Un’altra prova esperibile sub judice potrebbe essere quella in grado di dimostrare che il socio ha sempre votato contro le delibere assembleari; di avere promosso azioni di responsabilità contro l’amministratore della società (Cass.Sez.V Ord.n°324/18; Cass.Sez.V, Sen.n°19171/19; Cass.Sen.16545/19; Cass.Sen.11045/19).

Tuttavia, molto spesso le sentenze di merito non sono state confermate in sede di legittimità, anche se le ultime pronunce dei giudici di Palazzaccio hanno evidenziato un indirizzo più liberale rispetto all’orientamento precedente. E’ il caso della sentenza  n°2749 del 25 ottobre 2021 in concomitanza della quale la Suprema Corte ha avuto modo di evidenziare il principio secondo cui la presunzione di distribuzione degli utili extra bilancio può essere vinta dal contribuente che riesce a dimostrare la sua completa estraneità  sia rispetto alla gestione sia rispetto alla conduzione stessa della società a ristretta base azionaria. Una circostanza quest’ultima, non facile da provare in considerazione del legame parentale che molto spesso lega i soci tra loro nelle società a ristretta base azionaria.

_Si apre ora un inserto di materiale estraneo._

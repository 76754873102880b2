//! Raw header to canonical field resolution.

use bom_model::CanonicalSchema;

/// Normalizes a header for comparison: trims surrounding whitespace and
/// lowercases.
///
/// Interior whitespace and punctuation are significant.
pub fn normalize_header(raw: &str) -> String {
    raw.trim().to_lowercase()
}

/// Resolves one raw header against the schema without precomputation.
///
/// Returns the canonical field name, or the raw header unchanged when no
/// alias matches.
pub fn canonicalize(schema: &CanonicalSchema, header: &str) -> String {
    let needle = normalize_header(header);
    for field in &schema.fields {
        if field
            .aliases
            .iter()
            .any(|alias| normalize_header(alias) == needle)
        {
            return field.name.clone();
        }
    }
    header.to_string()
}

/// Outcome of resolving one header.
#[derive(Debug, Clone, Copy, PartialEq, Eq)]
pub enum HeaderResolution<'a> {
    /// The header is an alias of this canonical field.
    Canonical(&'a str),
    /// No alias matched; the header is kept verbatim.
    Passthrough,
}

/// Canonicalizer with the alias table normalized once up front.
///
/// Entries are flattened in schema order, then alias order, so a linear scan
/// preserves first-match priority.
#[derive(Debug, Clone)]
pub struct HeaderCanonicalizer<'a> {
    entries: Vec<(String, &'a str)>,
}

impl<'a> HeaderCanonicalizer<'a> {
    pub fn new(schema: &'a CanonicalSchema) -> Self {
        let entries = schema
            .fields
            .iter()
            .flat_map(|field| {
                field
                    .aliases
                    .iter()
                    .map(move |alias| (normalize_header(alias), field.name.as_str()))
            })
            .collect();
        Self { entries }
    }

    pub fn resolve(&self, header: &str) -> HeaderResolution<'a> {
        let needle = normalize_header(header);
        self.entries
            .iter()
            .find(|(alias, _)| *alias == needle)
            .map_or(HeaderResolution::Passthrough, |(_, name)| {
                HeaderResolution::Canonical(*name)
            })
    }

    /// Returns the canonical name for `header`, or `header` itself.
    pub fn canonicalize(&self, header: &str) -> String {
        match self.resolve(header) {
            HeaderResolution::Canonical(name) => name.to_string(),
            HeaderResolution::Passthrough => header.to_string(),
        }
    }
}
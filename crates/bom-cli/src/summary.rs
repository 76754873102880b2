use comfy_table::modifiers::{UTF8_ROUND_CORNERS, UTF8_SOLID_INNER_BORDERS};
use comfy_table::presets::UTF8_FULL;
use comfy_table::{Attribute, Cell, CellAlignment, Color, ContentArrangement, Table};

use crate::types::MergeReport;

pub fn print_summary(report: &MergeReport) {
    let mut table = Table::new();
    table.set_header(vec![
        header_cell("File"),
        header_cell("Records"),
        header_cell("Headers"),
        header_cell("Recognized"),
        header_cell("Passthrough"),
    ]);
    apply_table_style(&mut table);
    for idx in 1..=3 {
        align_column(&mut table, idx, CellAlignment::Right);
    }
    for source in &report.sources {
        table.add_row(vec![
            Cell::new(&source.name),
            Cell::new(source.records),
            Cell::new(source.headers),
            Cell::new(source.recognized_headers),
            passthrough_cell(&source.passthrough_headers),
        ]);
    }
    println!("{table}");

    let stats = report.outcome.stats;
    let mut totals = Table::new();
    apply_table_style(&mut totals);
    totals.add_row(vec![Cell::new("Input records"), Cell::new(stats.original)]);
    totals.add_row(vec![
        Cell::new("Merged duplicates"),
        Cell::new(stats.merged).fg(if stats.merged > 0 {
            Color::Yellow
        } else {
            Color::Reset
        }),
    ]);
    totals.add_row(vec![
        Cell::new("Output records")
            .fg(Color::Cyan)
            .add_attribute(Attribute::Bold),
        Cell::new(stats.total).add_attribute(Attribute::Bold),
    ]);
    align_column(&mut totals, 1, CellAlignment::Right);
    println!("{totals}");

    match &report.export {
        Some(paths) => {
            println!("Output: {}", report.output_dir.display());
            for path in paths.merged.iter().chain(paths.condensed.iter()) {
                println!("  {}", path.display());
            }
            println!("  {}", paths.summary.display());
        }
        None => println!("Dry run: no files written"),
    }
}

pub fn header_cell(label: &str) -> Cell {
    Cell::new(label).add_attribute(Attribute::Bold)
}

pub fn apply_table_style(table: &mut Table) {
    table
        .load_preset(UTF8_FULL)
        .apply_modifier(UTF8_ROUND_CORNERS)
        .apply_modifier(UTF8_SOLID_INNER_BORDERS)
        .set_content_arrangement(ContentArrangement::Dynamic);
}

fn align_column(table: &mut Table, index: usize, alignment: CellAlignment) {
    if let Some(column) = table.column_mut(index) {
        column.set_cell_alignment(alignment);
    }
}

fn passthrough_cell(headers: &[String]) -> Cell {
    if headers.is_empty() {
        Cell::new("-").add_attribute(Attribute::Dim)
    } else {
        Cell::new(headers.join(", ")).fg(Color::Yellow)
    }
}
use anyhow::{Result, bail};
use comfy_table::Table;
use tracing::info_span;

use bom_cli::pipeline::{
    load_batch, load_schema, normalize_batch, resolve_inputs, source_summaries,
};
use bom_model::MergeOptions;
use bom_output::export_outcome;

use crate::cli::{HeadersArgs, MergeArgs, SchemaArgs};
use crate::summary::{apply_table_style, header_cell};
use crate::types::MergeReport;

pub fn run_merge(args: &MergeArgs) -> Result<MergeReport> {
    let span = info_span!("merge", inputs = args.inputs.len());
    let _guard = span.enter();
    if args.no_merged && args.no_condensed && !args.dry_run {
        bail!("nothing to export: both --no-merged and --no-condensed were given");
    }
    let schema = load_schema(args.schema.aliases.as_deref())?;
    let paths = resolve_inputs(&args.inputs)?;
    let batch = load_batch(&paths)?;
    let sources = source_summaries(&batch, &schema);
    let outcome = normalize_batch(&batch, &schema)?;

    let export = if args.dry_run {
        None
    } else {
        let options = merge_options(args);
        Some(export_outcome(
            &args.output_dir,
            &outcome,
            &options,
            sources.clone(),
        )?)
    };

    Ok(MergeReport {
        outcome,
        sources,
        output_dir: args.output_dir.clone(),
        export,
    })
}

fn merge_options(args: &MergeArgs) -> MergeOptions {
    MergeOptions::new()
        .with_format(args.format.into())
        .with_merged(!args.no_merged)
        .with_condensed(!args.no_condensed)
}

pub fn run_headers(args: &HeadersArgs) -> Result<()> {
    let schema = load_schema(args.schema.aliases.as_deref())?;
    let paths = resolve_inputs(&args.inputs)?;
    let batch = load_batch(&paths)?;
    for (name, inventory) in batch.header_inventories(&schema) {
        let mut table = Table::new();
        table.set_header(vec![header_cell("Header"), header_cell("Canonical field")]);
        apply_table_style(&mut table);
        for entry in &inventory.entries {
            let target = entry
                .canonical
                .clone()
                .unwrap_or_else(|| "(passthrough)".to_string());
            table.add_row(vec![format!("{:?}", entry.raw), target]);
        }
        println!("{name}");
        println!("{table}");
        for (field, raws) in inventory.collisions() {
            println!(
                "note: {} all map to '{field}'; the rightmost column wins in each row",
                raws.join(", ")
            );
        }
    }
    Ok(())
}

pub fn run_fields(args: &SchemaArgs) -> Result<()> {
    let schema = load_schema(args.aliases.as_deref())?;
    let mut table = Table::new();
    table.set_header(vec![header_cell("Field"), header_cell("Aliases")]);
    apply_table_style(&mut table);
    for field in &schema.fields {
        table.add_row(vec![field.name.clone(), field.aliases.join(", ")]);
    }
    println!("{table}");
    Ok(())
}
//! Export of merged BOM datasets.
//!
//! Writes the merged dataset and its condensed projection as CSV or JSON,
//! plus a `summary.json` describing the run.

pub mod error;
pub mod export;
pub mod summary;
pub mod table;

pub use error::{OutputError, Result};
pub use export::{ExportPaths, export_outcome};
pub use summary::{RunSummary, SourceSummary, write_run_summary};
pub use table::{dataset_columns, write_records_csv, write_records_json};
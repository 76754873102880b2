//! Header inventory: how each raw header of a file resolves.

use std::collections::BTreeMap;

use serde::Serialize;

use crate::canonical::{HeaderCanonicalizer, HeaderResolution};

/// One raw header and the canonical field it resolved to, if any.
#[derive(Debug, Clone, PartialEq, Eq, Serialize)]
pub struct HeaderEntry {
    pub raw: String,
    pub canonical: Option<String>,
}

#[derive(Debug, Clone, Default, PartialEq, Eq, Serialize)]
pub struct HeaderInventory {
    pub entries: Vec<HeaderEntry>,
}

impl HeaderInventory {
    pub fn build(canonicalizer: &HeaderCanonicalizer<'_>, headers: &[String]) -> Self {
        let entries = headers
            .iter()
            .map(|raw| HeaderEntry {
                raw: raw.clone(),
                canonical: match canonicalizer.resolve(raw) {
                    HeaderResolution::Canonical(name) => Some(name.to_string()),
                    HeaderResolution::Passthrough => None,
                },
            })
            .collect();
        Self { entries }
    }

    pub fn recognized(&self) -> impl Iterator<Item = &HeaderEntry> {
        self.entries.iter().filter(|entry| entry.canonical.is_some())
    }

    pub fn passthrough(&self) -> impl Iterator<Item = &str> {
        self.entries
            .iter()
            .filter(|entry| entry.canonical.is_none())
            .map(|entry| entry.raw.as_str())
    }

    /// Canonical fields claimed by more than one raw header.
    ///
    /// In each row only the last of these columns survives mapping.
    pub fn collisions(&self) -> BTreeMap<String, Vec<String>> {
        let mut by_field: BTreeMap<String, Vec<String>> = BTreeMap::new();
        for entry in &self.entries {
            if let Some(field) = &entry.canonical {
                by_field
                    .entry(field.clone())
                    .or_default()
                    .push(entry.raw.clone());
            }
        }
        by_field.retain(|_, raws| raws.len() > 1);
        by_field
    }
}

Con riferimento alla casistica che ci occupa posta al vaglio dei giudici di Legittimità, nessuna prova tra quelle esperibili dal socio sopra richiamate è stata fornita dai contribuenti in sede di gravame; per cui, non è stato possibile neutralizzare  o meglio superare la pretesa dell’ufficio accertatore, forte di una presunzione legale relativa  che nel caso di specie ha legittimato la pretesa impositiva.